Guys no one commented on my solution? Any takes on it?
Anyways, below is my solution (in pseudo code)
Pre-condition: A and B are sequences of equal length and sorted in
descending order
Input: Sequences A[1..N] and B[1..N] of equal lengths(N)

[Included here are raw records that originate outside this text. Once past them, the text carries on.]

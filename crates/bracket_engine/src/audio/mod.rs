//! Audio listener
//!
//! Sound output is the host's business; the engine only keeps a listener
//! glued to the camera so hosts can position sounds relative to it. The
//! listener is created lazily the first time a camera exists.

use crate::foundation::math::{Quat, Vec3};
use crate::render::Camera;

/// Distance attenuation settings
#[derive(Debug, Clone, Copy, PartialEq)]
pub struct AttenuationConfig {
    /// Maximum audible distance from listener
    pub max_distance: f32,
    /// Reference distance for attenuation (no falloff)
    pub reference_distance: f32,
    /// Falloff exponent (1.0 = linear, 2.0 = inverse square)
    pub falloff_exponent: f32,
}

impl Default for AttenuationConfig {
    fn default() -> Self {
        Self {
            max_distance: 100.0,
            reference_distance: 1.0,
            falloff_exponent: 1.0,
        }
    }
}

/// Listener attached to the camera
#[derive(Debug, Clone, PartialEq)]
pub struct AudioListener {
    /// Listener position
    pub position: Vec3,
    /// Listener orientation
    pub orientation: Quat,
    /// Master volume (0.0 - 1.0)
    pub volume: f32,
    /// Distance attenuation
    pub attenuation: AttenuationConfig,
}

impl AudioListener {
    /// Listener placed at the camera
    pub fn at_camera(camera: &Camera) -> Self {
        Self {
            position: camera.position,
            orientation: camera.orientation,
            volume: 1.0,
            attenuation: AttenuationConfig::default(),
        }
    }

    /// Follow the camera pose
    pub fn attach(&mut self, camera: &Camera) {
        self.position = camera.position;
        self.orientation = camera.orientation;
    }

    /// Gain for a sound emitted at `source`
    pub fn gain(&self, source: Vec3) -> f32 {
        let config = &self.attenuation;
        let distance = (source - self.position).norm();

        // Beyond max distance, sound is inaudible
        if distance > config.max_distance {
            return 0.0;
        }

        // Within reference distance, no attenuation
        if distance <= config.reference_distance {
            return self.volume;
        }

        let normalized_distance =
            (distance - config.reference_distance) / (config.max_distance - config.reference_distance);
        let attenuation: f32 = 1.0 - normalized_distance.powf(config.falloff_exponent);
        attenuation.max(0.0) * self.volume
    }
}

Ouput: Sequence C[1..N] containing sorted sum of ordered pairs from
cartesian products of A, B or B,A
Sort(A,B)
{
k = 1
N = length(A) = length(B)
C[1..2*N] = [] // Empty array
cart_prod_order = 0 // 0 -> AxB, 1 -> BxA. 0 is default
// Complexity : O(N)
while(k != N+1)
{
if (A[k] < B [k])
{
cart_prod_order = 1
break
}
else
{
k = k + 1
}
}
// Choose the correct order of Cartesian product sum
// Complexity: Theta(2N) = O(N)
if (cart_prod_order == 1)
{
// take cartesian product of B and A, storing the sum of ordered
pair (b,a) in each element of C
C[1..2N] = B[1..2] x A[1..N]
}
else
{
// take cartesian product of A and B, storing the sum of ordered
pair (a,b) in each element of C
C[1..2N] = A[1..2] x B[1..N]
}
// Merge
// C[1..N] and C[N+1..2N] are already sorted in descending order
// Complexity: Theta(N)
C[1..2N] = Merge(C[1..N],C[N+1..2N])
return C[1..N]
}
Merge(C,D)
{
i=1,j=1,k=1
E = []
while(i<=length(C) OR j<=length(D))
{
if(i<=length(C) AND (j>length(D) OR C[i]>D[j]))
{
E[k] = C[i]
i = i + 1
}
else
{
E[k] = D[j]
j = j + 1
}
k = k + 1
}
return E;
}
On Fri, Apr 30, 2010 at 7:50 PM, banu <varun.nagp...@gmail.com> wrote:
> Nice question:
>
> 1. |A| = |B| i.e I assume their cardinality is equal
>
> 2. A(n) = { a1, a2 a3, ...aN} such that a1>=a2>=a3...>=aN
> 3. B(n) = { b1, b2 b3, ...bN} such that b1>=b2>=b3...>=bN
>
> 4. S(n^2) = A x B = {(a1,b1), (a1,b2)....(a1,bN),
> (a2,b1), (a2,b2)....(a2,bN),
> ....
> (aN,b1), (aN,b2)....(aN,bN)}
>
> assuming we have added in a way such that we find a pair ai > bi,
> for some i in 1..N such that a(i-1) = b(i-1)
>
> A first observation is that in the worst case, the first 2N numbers in
> S will contain the final result of N numbers.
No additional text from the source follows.